L’actualité reste également dominée par la crise universitaire consécutive à la mort de l’étudiant Mouhamadou Fallou Sène. Quel commentaire en faites-vous ?

Je déplore ce qui se passe, parce que le fait de réclamer une bourse n’est pas une raison pour se faire tuer. On est tous passé par là. Je demande aux étudiants d’être sereins, parce que la mort de Fallou a touché tout le monde. Je pense que le président Macky Sall va prendre toutes les mesures pour que cela ne se reproduise plus. Il a déjà commencé, une enquête est en cours. Nous demandons que justice soit faite et que les responsabilités soient situées. C’est vraiment douloureux, mais j’appelle les étudiants à la retenue, parce que la violence ne règle rien. Ils doivent se rappeler que tout ce qu’ils détruisent appartient aux Sénégalais. Qu’ils revendiquent leurs droits dans la discipline, comme ils l’ont fait ces derniers jours avec les marches pacifiques. C’est ainsi que tout sera réglé et que l’année puisse être terminée en beauté.

Quelles sont vos relations avec les autres députés femmes ?
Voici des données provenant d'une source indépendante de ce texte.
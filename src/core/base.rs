use nalgebra::RealField;
use thiserror::Error;

/// The base trait for [`Function`](super::function::Function) and
/// [`Differentiable`](super::function::Differentiable).
pub trait Problem {
    /// Type of the field, usually f32 or f64.
    type Field: RealField + Copy;

    /// Number of free parameters of the model.
    fn dim(&self) -> usize;
}

/// Error encountered while applying variables to the function.
#[derive(Debug, Error)]
pub enum ProblemError {
    /// The number of variables does not match the dimensionality
    /// ([`Problem::dim`]) of the problem.
    #[error("invalid dimensionality")]
    InvalidDimensionality,
    /// An invalid value (NaN, positive or negative infinity) of the function
    /// value or a derivative occurred.
    #[error("invalid value encountered")]
    InvalidValue,
    /// The Hessian matrix was requested from a problem that does not provide
    /// it.
    #[error("hessian is not available")]
    HessianUnavailable,
    /// A custom error specific to the function.
    #[error("{0}")]
    Custom(Box<dyn std::error::Error + Send + Sync>),
}
//! Modified Cholesky factorization of Gill, Murray and Wright.
//!
//! The algorithm computes the factorization
//!
//! ```text
//! P (H + E) P^T = L D L^T
//! ```
//!
//! where `P` is a permutation, `L` unit lower triangular, `D` diagonal with
//! entries at least `delta` and `E` a non-negative diagonal perturbation,
//! which is zero if `H` is sufficiently positive definite. At each step the
//! remaining row and column with the largest diagonal magnitude are pivoted
//! in. The entries of the factor are bounded by `beta`, computed from the
//! largest diagonal magnitude `gamma` and off-diagonal magnitude `xi`:
//!
//! ```text
//! delta = eps * max(gamma + xi, 1)
//! beta^2 = max(gamma, xi / sqrt(n^2 - 1), eps)
//! ```
//!
//! # References
//!
//! \[1\] [Practical
//! Optimization](https://epubs.siam.org/doi/book/10.1137/1.9781611975604),
//! Section 4.4.2.2
//!
//! \[2\] [Numerical
//! Optimization](https://link.springer.com/book/10.1007/978-0-387-40065-5),
//! Section 3.4

use log::debug;
use nalgebra::{convert, DMatrix, DVector, RealField};
use num_traits::Zero;

use super::{HessianModError, ModifiedNewton};

/// Pivoted `L D L^T` factorization of the modified matrix.
struct Factorization<T: RealField + Copy> {
    /// `perm[k]` is the original index placed at position `k`.
    perm: Vec<usize>,
    /// Unit lower triangular factor (the diagonal is not stored).
    l: DMatrix<T>,
    d: DVector<T>,
    /// Diagonal perturbation in the original ordering.
    e: DVector<T>,
}

impl<T: RealField + Copy> Factorization<T> {
    fn new(h: &DMatrix<T>, mach_acc: T) -> Self {
        let n = h.nrows();

        let gamma = h
            .diagonal()
            .iter()
            .fold(T::zero(), |acc, v| acc.max(v.abs()));
        let xi = (0..n)
            .flat_map(|i| (0..n).filter(move |&j| j != i).map(move |j| (i, j)))
            .fold(T::zero(), |acc, (i, j)| acc.max(h[(i, j)].abs()));

        let delta = mach_acc * (gamma + xi).max(T::one());
        let nu: T = if n > 1 {
            convert(((n * n - 1) as f64).sqrt())
        } else {
            T::one()
        };
        let beta2 = gamma.max(xi / nu).max(mach_acc);

        // Lower triangle of processed columns holds c_ij, the rest is the
        // (permuted) input with updated diagonal.
        let mut c = h.clone_owned();
        let mut perm: Vec<usize> = (0..n).collect();
        let mut d = DVector::zeros(n);
        let mut e_perm = DVector::zeros(n);
        let mut l_row = DVector::zeros(n);

        for j in 0..n {
            // Pivot the largest remaining diagonal. Ties go to the later
            // index.
            let mut q = j;
            for i in j..n {
                if c[(i, i)].abs() >= c[(q, q)].abs() {
                    q = i;
                }
            }

            if q != j {
                c.swap_rows(j, q);
                c.swap_columns(j, q);
                perm.swap(j, q);
            }

            for s in 0..j {
                l_row[s] = c[(j, s)] / d[s];
            }

            let mut theta = T::zero();
            for i in (j + 1)..n {
                let mut cij = c[(i, j)];
                for s in 0..j {
                    cij -= l_row[s] * c[(i, s)];
                }
                c[(i, j)] = cij;
                theta = theta.max(cij.abs());
            }

            let cjj = c[(j, j)];
            let dj = delta.max(cjj.abs()).max(theta * theta / beta2);
            d[j] = dj;
            e_perm[j] = dj - cjj;

            for i in (j + 1)..n {
                let cij = c[(i, j)];
                c[(i, i)] -= cij * cij / dj;
            }
        }

        let mut l = DMatrix::zeros(n, n);
        for j in 0..n {
            for i in (j + 1)..n {
                l[(i, j)] = c[(i, j)] / d[j];
            }
        }

        let mut e = DVector::zeros(n);
        for (k, &orig) in perm.iter().enumerate() {
            e[orig] = e_perm[k];
        }

        debug!(
            "gmw modification: delta = {}, beta^2 = {}, ||E|| = {}",
            delta,
            beta2,
            e.norm()
        );

        Self { perm, l, d, e }
    }

    /// Solves `(H + E) x = b`.
    fn solve(&self, b: &DVector<T>) -> DVector<T> {
        let n = self.d.len();

        // Forward substitution with the unit lower factor.
        let mut z = DVector::from_fn(n, |k, _| b[self.perm[k]]);
        for i in 0..n {
            for s in 0..i {
                let zs = z[s];
                z[i] -= self.l[(i, s)] * zs;
            }
        }

        for i in 0..n {
            z[i] /= self.d[i];
        }

        // Backward substitution with the transposed factor.
        for i in (0..n).rev() {
            for s in (i + 1)..n {
                let zs = z[s];
                z[i] -= self.l[(s, i)] * zs;
            }
        }

        let mut x = DVector::zeros(n);
        for (k, &orig) in self.perm.iter().enumerate() {
            x[orig] = z[k];
        }
        x
    }
}

/// Computes the Newton step from the GMW-modified Hessian.
pub fn newton_step<T: RealField + Copy>(
    h: &DMatrix<T>,
    g: &DVector<T>,
    mach_acc: T,
) -> Result<ModifiedNewton<T>, HessianModError> {
    let factorization = Factorization::new(h, mach_acc);
    let step = factorization.solve(&(-g));

    if step.iter().any(|v| !v.is_finite()) {
        return Err(HessianModError::NonFinite);
    }

    let mut matrix = h.clone();
    for i in 0..matrix.nrows() {
        matrix[(i, i)] += factorization.e[i];
    }

    Ok(ModifiedNewton { step, matrix })
}

#[cfg(test)]
mod tests {
    use super::*;
    use crate::hessian_mod::{tests::assert_descent, tests::random_symmetric, HessianMod};

    use approx::assert_abs_diff_eq;
    use nalgebra::{dmatrix, dvector};
    use rand::{rngs::StdRng, SeedableRng};

    #[test]
    fn descent_on_random_matrices() {
        assert_descent(HessianMod::Gmw, 3);
    }

    #[test]
    fn factors_reconstruct_modified_matrix() {
        let mut rng = StdRng::seed_from_u64(4);

        for n in 1..=5 {
            let h = random_symmetric(&mut rng, n);
            let fact = Factorization::new(&h, 1e-16);

            let mut unit_l = fact.l.clone();
            unit_l.fill_diagonal(1.0);
            let ldlt = &unit_l * DMatrix::from_diagonal(&fact.d) * unit_l.transpose();

            let mut expected = DMatrix::zeros(n, n);
            for i in 0..n {
                for j in 0..n {
                    expected[(i, j)] = h[(fact.perm[i], fact.perm[j])];
                }
                expected[(i, i)] += fact.e[fact.perm[i]];
            }

            assert_abs_diff_eq!(ldlt, expected, epsilon = 1e-9);
            assert!(fact.e.iter().all(|&e| e >= -1e-12));
        }
    }

    #[test]
    fn indefinite_diagonal() {
        let h = dmatrix![1.0, 0.0; 0.0, -2.0];
        let g = dvector![1.0, 1.0];

        let modified = newton_step(&h, &g, 1e-16).unwrap();

        // The negative pivot is replaced by its magnitude.
        assert_abs_diff_eq!(modified.matrix, dmatrix![1.0, 0.0; 0.0, 2.0], epsilon = 1e-12);
        assert_abs_diff_eq!(modified.step, dvector![-1.0, -0.5], epsilon = 1e-12);
    }
}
Ce sont des collègues, des sœurs et j’ai de très bonnes relations avec elles. Celles qui sont plus âgées que moi, je les appelle ‘’tatas’’ ou ‘’mamans’’.

Quelle sont vos relations avec Marième Faye Sall ?

Je la respecte. Elle est l’épouse de mon leader, donc la première dame. Elle est une femme exemplaire. Elle incarne la ‘’sénégalité’’. C’est notre maman à tous. Elle est généreuse, pieuse et elle aide son mari et les Sénégalais.